Last week I stated flatly that technology is the cornerstone of a meaningful education.  And then, having dropped the grenade, I moved on to other things.  If I'm serious, that's a pretty contentious statement.  Part of a meaningful education, fine, but the cornerstone?  Come on.  Less hyperbole, right?

Except I mean it.  So let's back up to around the steam engine.  The killer app, the big thing in information dispersal, is the printed book.  Suddenly we can produce unlimited quantities of identical books and give them to anyone who wants them. Suddenly we can create a link, at one remove, between a modern child and a thinker who's been dead for two thousand years. Suddenly, for the first time ever, an obscure person on some corner of the map can write a phrase that becomes part of the cultural zeitgeist, not in ten generations, but within his or her lifetime.  All that's needed to achieve this dream is some existing hardware - brains and eyes - and some simple software - literacy.

There's one problem, though - not everyone can read.  It varies by place and culture, but in most parts of the world literacy is a luxury. It's something you do if your parents are rich, or you have a career that requires it.  Most people are still farmers - do we really want to spend tons of time and government money teaching farmers to read?  Why not spend public money where it's needed?  Better yet, why spend it at all?  Cut taxes.  If individual families value literacy, they can pay the expense and give it to their children.

Take a minute and realize how few words I need to substitute in the above paragraph to make it describe the present day.

Why do I think technology is the cornerstone of a meaningful education? Because it already is.  It always has been.  The only thing that changes is the specific technology we're talking about.  And since the book, we haven't had much of a discussion about new technologies being integral to the teaching process.  Computer labs are optional, limited, and generally not irreplaceable in the curriculum.

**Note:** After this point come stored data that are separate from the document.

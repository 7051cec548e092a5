//! Per-query state and the retry driver.
//!
//! Each query gets its own context with its own attempt counter; nothing
//! about retries is shared between hostnames. The context owns the outcome
//! sender and holds the engine internals alive until completion, so cache
//! updates, metrics and change events run even when the caller has dropped
//! its handle.

use super::channel::{LookupAnswer, QueryChannel};
use crate::cache::HostCache;
use crate::events::{
    addresses_changed, AddressChangeEvent, EventManager, EventRecordType, EventSource,
};
use crate::metrics::ResolverMetrics;
use compass_dns_domain::{QueryStatus, ResolveError, ResolveOutcome, RetryConfig};
use std::collections::HashSet;
use std::sync::{Arc, Mutex, PoisonError};
use std::time::{Instant, SystemTime};
use tokio::sync::{oneshot, Semaphore};
use tracing::debug;

/// Engine internals for one configuration generation. Rebuilt on every
/// successful configuration load; the cache, metrics and event manager
/// outlive generations.
pub(crate) struct EngineShared {
    pub channel: QueryChannel,
    pub cache: Arc<HostCache>,
    pub cache_enabled: bool,
    pub metrics: Arc<ResolverMetrics>,
    pub events: Arc<EventManager>,
    pub retry: RetryConfig,
    /// Cache TTL surfaced on change events.
    pub cache_ttl_secs: u64,
    /// Serializes peek → update → notify so no reader observes a
    /// partially-applied completion for a hostname.
    completion_lock: Mutex<()>,
    /// Hostnames with a background soft-refresh in flight.
    refreshing: Mutex<HashSet<String>>,
}

impl EngineShared {
    pub fn new(
        channel: QueryChannel,
        cache: Arc<HostCache>,
        cache_enabled: bool,
        metrics: Arc<ResolverMetrics>,
        events: Arc<EventManager>,
        retry: RetryConfig,
        cache_ttl_secs: u64,
    ) -> Self {
        Self {
            channel,
            cache,
            cache_enabled,
            metrics,
            events,
            retry,
            cache_ttl_secs,
            completion_lock: Mutex::new(()),
            refreshing: Mutex::new(HashSet::new()),
        }
    }

    /// Spawn one background re-query for a soft-refresh-marked record,
    /// deduplicated per hostname while it is in flight.
    pub fn spawn_refresh(self: &Arc<Self>, hostname: Arc<str>) {
        let key = hostname.to_ascii_lowercase();
        {
            let mut refreshing = self
                .refreshing
                .lock()
                .unwrap_or_else(PoisonError::into_inner);
            if !refreshing.insert(key.clone()) {
                return;
            }
        }

        debug!(hostname = %hostname, "Spawning background refresh");

        let shared = Arc::clone(self);
        tokio::spawn(async move {
            let context = QueryContext::new(Arc::clone(&hostname), None);
            run_query(Arc::clone(&shared), context, EventSource::Refresh, None).await;
            shared
                .refreshing
                .lock()
                .unwrap_or_else(PoisonError::into_inner)
                .remove(&key);
        });
    }
}

/// State of one in-flight query, owned by its engine task.
pub(crate) struct QueryContext {
    pub hostname: Arc<str>,
    pub started: Instant,
    /// 1-based attempt counter, private to this context.
    pub attempt: u32,
    /// Fulfilled exactly once; `None` for background refreshes.
    pub tx: Option<oneshot::Sender<ResolveOutcome>>,
}

impl QueryContext {
    pub fn new(hostname: Arc<str>, tx: Option<oneshot::Sender<ResolveOutcome>>) -> Self {
        Self {
            hostname,
            started: Instant::now(),
            attempt: 1,
            tx,
        }
    }
}

/// Drive one query to completion: attempt, classify, back off and retry
/// while the failure kind allows it, then materialize the outcome.
pub(crate) async fn run_query(
    shared: Arc<EngineShared>,
    mut context: QueryContext,
    source: EventSource,
    gate: Option<Arc<Semaphore>>,
) {
    let hostname = Arc::clone(&context.hostname);

    let outcome = loop {
        let lookup = tokio::select! {
            _ = shared.channel.cancelled() => Err(ResolveError::NotInitialized),
            result = shared.channel.lookup(&hostname) => result,
        };

        match lookup {
            Err(ResolveError::NotInitialized) => {
                // Channel torn down under us; deliver without retrying.
                break complete_failure(&shared, &context, QueryStatus::NotInitialized, None);
            }
            Ok(answer) if answer.addresses.is_empty() => {
                // A SUCCESS with no addresses is not a success.
                break complete_failure(&shared, &context, QueryStatus::NoData, None);
            }
            Ok(answer) => {
                break complete_success(&shared, &context, answer, source);
            }
            Err(e) if e.is_retryable() && context.attempt < shared.retry.max_attempts => {
                shared.metrics.record_retry(&hostname, context.attempt);
                let delay = shared.retry.delay_for_retry(context.attempt);
                debug!(
                    hostname = %hostname,
                    attempt = context.attempt,
                    delay_ms = delay.as_millis() as u64,
                    error = %e,
                    "Retrying after backoff"
                );

                tokio::select! {
                    _ = shared.channel.cancelled() => {
                        break complete_failure(&shared, &context, QueryStatus::NotInitialized, None);
                    }
                    _ = tokio::time::sleep(delay) => {}
                }
                context.attempt += 1;
            }
            Err(e) => {
                break complete_failure(&shared, &context, e.status(), Some(e.to_string()));
            }
        }
    };

    if let Some(tx) = context.tx.take() {
        // The receiver may be gone; the query still completed.
        let _ = tx.send(outcome);
    }

    if let Some(gate) = gate {
        gate.add_permits(1);
    }
}

fn complete_success(
    shared: &EngineShared,
    context: &QueryContext,
    answer: LookupAnswer,
    source: EventSource,
) -> ResolveOutcome {
    let hostname = &context.hostname;
    let elapsed = context.started.elapsed();

    shared
        .metrics
        .record_server_latency(&answer.server, answer.latency);

    if shared.cache_enabled {
        let _completion = shared
            .completion_lock
            .lock()
            .unwrap_or_else(PoisonError::into_inner);

        let old_addresses = shared.cache.peek(hostname).unwrap_or_default();
        shared.cache.update(hostname, answer.addresses.clone());

        if addresses_changed(&old_addresses, &answer.addresses) {
            shared.events.notify(AddressChangeEvent {
                hostname: Arc::clone(hostname),
                old_addresses,
                new_addresses: answer.addresses.clone(),
                timestamp: SystemTime::now(),
                source,
                ttl: shared.cache_ttl_secs,
                record_type: EventRecordType::classify(&answer.addresses),
                is_authoritative: answer.authoritative,
            });
        }
    }

    shared.metrics.record_query(hostname, elapsed, true);

    debug!(
        hostname = %hostname,
        addresses = answer.addresses.len(),
        server = %answer.server,
        elapsed_ms = elapsed.as_millis() as u64,
        "Query resolved"
    );

    ResolveOutcome::success(Arc::clone(hostname), answer.addresses, elapsed)
}

fn complete_failure(
    shared: &EngineShared,
    context: &QueryContext,
    status: QueryStatus,
    detail: Option<String>,
) -> ResolveOutcome {
    let hostname = &context.hostname;
    let elapsed = context.started.elapsed();

    shared
        .metrics
        .record_error(status.as_str(), detail.as_deref().unwrap_or(status.as_str()));
    shared.metrics.record_query(hostname, elapsed, false);

    debug!(
        hostname = %hostname,
        status = %status,
        elapsed_ms = elapsed.as_millis() as u64,
        "Query failed"
    );

    ResolveOutcome::failure(Arc::clone(hostname), status, elapsed)
}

The difference between technology literacy today and print literacy 200 years ago is, essentially, nothing.  In both cases we're talking about the new de facto medium of exchange, and whether we want our children to be part of the future or not.  Scratch that - we're talking about whether we want them to have any say in how the present works or not.

Socrates was deliberately illiterate.  He said that if we knew how to read, we could just look up what others had written and would lose the ability to think for ourselves.  He thought that literacy was a terrible technology that would lead to moral and intellectual decay.  A brilliant, respected man, saying maybe the most incorrect thing ever said.  I think we should all reflect on that.